> **What you have to do**:
Check every line below for the word "TableFilter" and show those that hold it.

> **Records excerpted from a collection**:
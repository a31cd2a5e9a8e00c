use std::collections::HashMap;
use std::sync::{Arc, Mutex, RwLock};
use std::time::{Duration, Instant};

use serde::Serialize;
use tracing::{error, warn};

use common::binlog::row::row::RowString;
use common::config::ReplicaConfig;
use common::err::replica_error::ReError;
use common::err::CResult;

use connection::conn::connection::Connection;
use connection::conn::connection_options::{ConnectionOptions, Dialer};

use crate::filter::TableFilter;

/// The managed-MySQL health-check table whose metadata cannot be queried
/// on RDS-like deployments; a stand-in schema is cached instead.
pub const HA_HEALTH_CHECK_SCHEMA: &str = "mysql.ha_health_check";

/// One column definition as `SHOW FULL COLUMNS` reports it.
#[derive(Debug, Serialize, Clone, PartialEq, Default)]
pub struct TableColumn {
    pub name: String,
    /// e.g. `bigint(20) unsigned`
    pub raw_type: String,
    pub collation: String,
    pub nullable: bool,
    /// PRI / UNI / MUL / empty
    pub key: String,
    pub is_auto_increment: bool,
    pub is_unsigned: bool,
}

#[derive(Debug, Serialize, Clone, PartialEq, Default)]
pub struct TableSchema {
    pub schema: String,
    pub name: String,
    pub columns: Vec<TableColumn>,
}

impl TableSchema {
    pub fn add_column(&mut self, name: &str, raw_type: &str, collation: &str, key: &str) {
        self.columns.push(TableColumn {
            name: name.to_string(),
            raw_type: raw_type.to_string(),
            collation: collation.to_string(),
            nullable: false,
            key: key.to_string(),
            is_auto_increment: false,
            is_unsigned: raw_type.contains("unsigned"),
        });
    }

    pub fn primary_key_columns(&self) -> Vec<&TableColumn> {
        self.columns.iter().filter(|c| c.key == "PRI").collect()
    }
}

/// The administrative connection: serialized behind a mutex, reopened and
/// retried up to three times when the server drops it mid-command.
#[derive(Debug)]
pub struct AdminConnection {
    options: Mutex<ConnectionOptions>,
    conn: Mutex<Option<Connection>>,
}

const ADMIN_RETRIES: usize = 3;

impl AdminConnection {
    pub fn new(options: ConnectionOptions) -> Self {
        AdminConnection {
            options: Mutex::new(options),
            conn: Mutex::new(None),
        }
    }

    /// Install a custom socket factory; takes effect on the next reopen.
    pub fn set_dialer(&self, dialer: Dialer) {
        self.options.lock().unwrap().dialer = Some(dialer);
    }

    pub fn execute(&self, sql: &str) -> CResult<Vec<RowString>> {
        let options = self.options.lock().unwrap().clone();
        let mut guard = self.conn.lock().unwrap();

        let mut last_err = None;
        for _ in 0..ADMIN_RETRIES {
            if guard.is_none() {
                let mut conn = Connection::new(options.clone());
                match conn.try_connect() {
                    Ok(()) => *guard = Some(conn),
                    Err(e) if e.is_transport() => {
                        last_err = Some(e);
                        continue;
                    }
                    Err(e) => return Err(e),
                }
            }

            match guard.as_mut().unwrap().query(sql) {
                Ok(rows) => return Ok(rows),
                Err(e) if e.is_transport() => {
                    warn!(error = %e, "admin connection dropped, reopening");
                    if let Some(mut dead) = guard.take() {
                        dead.close();
                    }
                    last_err = Some(e);
                }
                Err(e) => return Err(e),
            }
        }

        Err(last_err
            .unwrap_or_else(|| ReError::BadConnection("admin connection exhausted".to_string())))
    }

    pub fn close(&self) {
        if let Some(mut conn) = self.conn.lock().unwrap().take() {
            conn.close();
        }
    }
}

/// `"schema.table" -> columns`, many concurrent readers, misses resolved
/// over the admin connection. Optionally remembers failed fetches for a
/// while so a hot unknown table does not hammer the server.
#[derive(Debug)]
pub struct SchemaCache {
    tables: RwLock<HashMap<String, Arc<TableSchema>>>,
    error_times: RwLock<HashMap<String, Instant>>,
    retry_period: Duration,
    discard_no_meta: bool,
}

impl SchemaCache {
    pub fn new(config: &ReplicaConfig) -> Self {
        SchemaCache {
            tables: RwLock::new(HashMap::new()),
            error_times: RwLock::new(HashMap::new()),
            retry_period: config.unknown_table_retry_period(),
            discard_no_meta: config.discard_no_meta_row_event,
        }
    }

    pub fn get_table(
        &self,
        admin: &AdminConnection,
        filter: Option<&TableFilter>,
        db: &str,
        table: &str,
    ) -> CResult<Arc<TableSchema>> {
        let key = format!("{}.{}", db, table);

        if let Some(filter) = filter {
            if !filter.matches(&key) {
                return Err(ReError::ExcludedTable(key));
            }
        }

        if let Some(t) = self.tables.read().unwrap().get(&key) {
            return Ok(t.clone());
        }

        if self.discard_no_meta {
            let errors = self.error_times.read().unwrap();
            if let Some(last) = errors.get(&key) {
                if last.elapsed() < self.retry_period {
                    return Err(ReError::MissingTableMeta(key));
                }
            }
        }

        match self.fetch_table(admin, db, table) {
            Ok(schema) => {
                let schema = Arc::new(schema);
                self.tables
                    .write()
                    .unwrap()
                    .insert(key.clone(), schema.clone());
                if self.discard_no_meta {
                    self.error_times.write().unwrap().remove(&key);
                }
                Ok(schema)
            }
            Err(e) => {
                if !self.table_exists(admin, db, table).unwrap_or(true) {
                    return Err(ReError::TableNotExist(key));
                }

                // Managed MySQL health checks: metadata is unreadable there
                // and the heartbeat interval is short, so fake the table
                // instead of logging a miss every second.
                if key == HA_HEALTH_CHECK_SCHEMA {
                    let mut mock = TableSchema {
                        schema: db.to_string(),
                        name: table.to_string(),
                        columns: vec![],
                    };
                    mock.add_column("id", "bigint(20)", "", "");
                    mock.add_column("type", "char(1)", "", "");
                    let mock = Arc::new(mock);
                    self.tables.write().unwrap().insert(key, mock.clone());
                    return Ok(mock);
                }

                if self.discard_no_meta {
                    self.error_times
                        .write()
                        .unwrap()
                        .insert(key.clone(), Instant::now());
                    error!(key = key.as_str(), error = %e, "get table meta failed");
                    return Err(ReError::MissingTableMeta(key));
                }
                Err(e)
            }
        }
    }

    fn fetch_table(
        &self,
        admin: &AdminConnection,
        db: &str,
        table: &str,
    ) -> CResult<TableSchema> {
        let rows = admin.execute(&format!(
            "SHOW FULL COLUMNS FROM `{}`.`{}`",
            escape_ident(db),
            escape_ident(table)
        ))?;
        if rows.is_empty() {
            return Err(ReError::MissingTableMeta(format!("{}.{}", db, table)));
        }

        let mut schema = TableSchema {
            schema: db.to_string(),
            name: table.to_string(),
            columns: Vec::with_capacity(rows.len()),
        };
        for row in rows {
            schema.columns.push(column_from_row(&row));
        }
        Ok(schema)
    }

    fn table_exists(&self, admin: &AdminConnection, db: &str, table: &str) -> CResult<bool> {
        let rows = admin.execute(&format!(
            "SELECT count(*) FROM information_schema.tables \
             WHERE table_schema = '{}' AND table_name = '{}'",
            escape_string(db),
            escape_string(table)
        ))?;
        Ok(rows.first().map(|r| r.get_str(0) != "0").unwrap_or(false))
    }

    /// Drop a cached entry, DDL handlers call this.
    pub fn clear_table(&self, db: &str, table: &str) {
        let key = format!("{}.{}", db, table);
        self.tables.write().unwrap().remove(&key);
        if self.discard_no_meta {
            self.error_times.write().unwrap().remove(&key);
        }
    }

    pub fn clear_all(&self) {
        self.tables.write().unwrap().clear();
        if self.discard_no_meta {
            self.error_times.write().unwrap().clear();
        }
    }

    /// Prime an entry without touching the server.
    pub fn set_table(&self, db: &str, table: &str, schema: Arc<TableSchema>) {
        let key = format!("{}.{}", db, table);
        self.tables.write().unwrap().insert(key.clone(), schema);
        if self.discard_no_meta {
            self.error_times.write().unwrap().remove(&key);
        }
    }
}

fn column_from_row(row: &RowString) -> TableColumn {
    // SHOW FULL COLUMNS: Field, Type, Collation, Null, Key, Default,
    // Extra, Privileges, Comment
    let raw_type = row.get_str(1).to_string();
    TableColumn {
        name: row.get_str(0).to_string(),
        is_unsigned: raw_type.contains("unsigned"),
        raw_type,
        collation: row.get_str(2).to_string(),
        nullable: row.get_str(3).eq_ignore_ascii_case("YES"),
        key: row.get_str(4).to_string(),
        is_auto_increment: row.get_str(6).contains("auto_increment"),
    }
}

fn escape_ident(s: &str) -> String {
    s.replace('`', "``")
}

fn escape_string(s: &str) -> String {
    s.replace('\\', "\\\\").replace('\'', "\\'")
}

#[cfg(test)]
mod test {
    use super::*;

    fn column_row(cells: &[Option<&str>]) -> RowString {
        RowString::new_row(cells.iter().map(|c| c.map(|s| s.to_string())).collect())
    }

    #[test]
    fn column_parsing() {
        let row = column_row(&[
            Some("id"),
            Some("bigint(20) unsigned"),
            None,
            Some("NO"),
            Some("PRI"),
            None,
            Some("auto_increment"),
            Some(""),
            Some(""),
        ]);
        let col = column_from_row(&row);
        assert_eq!(col.name, "id");
        assert!(col.is_unsigned);
        assert!(!col.nullable);
        assert!(col.is_auto_increment);
        assert_eq!(col.key, "PRI");
    }

    #[test]
    fn mock_schema_shape() {
        let mut mock = TableSchema {
            schema: "mysql".to_string(),
            name: "ha_health_check".to_string(),
            columns: vec![],
        };
        mock.add_column("id", "bigint(20)", "", "");
        mock.add_column("type", "char(1)", "", "");
        assert_eq!(mock.columns.len(), 2);
        assert!(!mock.columns[0].is_unsigned);
    }

    #[test]
    fn escaping() {
        assert_eq!(escape_ident("we`ird"), "we``ird");
        assert_eq!(escape_string("o'brien"), "o\\'brien");
    }

    #[test]
    fn cache_prime_and_clear() {
        let cache = SchemaCache::new(&ReplicaConfig::default());
        let schema = Arc::new(TableSchema {
            schema: "shop".to_string(),
            name: "orders".to_string(),
            columns: vec![],
        });
        cache.set_table("shop", "orders", schema);
        assert!(cache.tables.read().unwrap().contains_key("shop.orders"));
        cache.clear_table("shop", "orders");
        assert!(!cache.tables.read().unwrap().contains_key("shop.orders"));
    }
}
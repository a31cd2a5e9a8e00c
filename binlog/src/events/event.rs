use serde::Serialize;

use crate::events::protocol::format_description_event::FormatDescriptionEvent;
use crate::events::protocol::gtid_event::GtidEvent;
use crate::events::protocol::mariadb_gtid_event::{MariadbGtidEvent, MariadbGtidListEvent};
use crate::events::protocol::previous_gtids_event::PreviousGtidsEvent;
use crate::events::protocol::query_event::QueryEvent;
use crate::events::protocol::rotate_event::RotateEvent;
use crate::events::protocol::rows_event::RowsEvent;
use crate::events::protocol::table_map_event::TableMapEvent;
use crate::events::protocol::xid_event::XidEvent;
use crate::events::EventType;

/// The closed set of decoded events the pump dispatches on. The type byte
/// in the common header selects the variant; anything the engine has no
/// use for lands in `Ignored` with its type preserved.
#[derive(Debug, Serialize, Clone)]
pub enum Event {
    Rotate(RotateEvent),
    FormatDescription(FormatDescriptionEvent),
    Query(QueryEvent),
    Xid(XidEvent),
    TableMap(TableMapEvent),
    Rows(RowsEvent),
    Gtid(GtidEvent),
    PreviousGtids(PreviousGtidsEvent),
    MariadbGtid(MariadbGtidEvent),
    MariadbGtidList(MariadbGtidListEvent),
    /// Liveness ping from an idle primary; never advances the position
    Heartbeat,
    Ignored(EventType),
    /// Type byte outside the known range
    Unknown(u8),
}

impl Event {
    pub fn get_type_name(value: &Event) -> &'static str {
        match value {
            Event::Rotate(_) => "RotateEvent",
            Event::FormatDescription(_) => "FormatDescriptionEvent",
            Event::Query(_) => "QueryEvent",
            Event::Xid(_) => "XidEvent",
            Event::TableMap(_) => "TableMapEvent",
            Event::Rows(_) => "RowsEvent",
            Event::Gtid(_) => "GtidEvent",
            Event::PreviousGtids(_) => "PreviousGtidsEvent",
            Event::MariadbGtid(_) => "MariadbGtidEvent",
            Event::MariadbGtidList(_) => "MariadbGtidListEvent",
            Event::Heartbeat => "HeartbeatEvent",
            Event::Ignored(_) => "IgnoredEvent",
            Event::Unknown(_) => "UnknownEvent",
        }
    }
}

> **Response box**:
use crate::filter::TableFilter;
        filter: Option<&TableFilter>,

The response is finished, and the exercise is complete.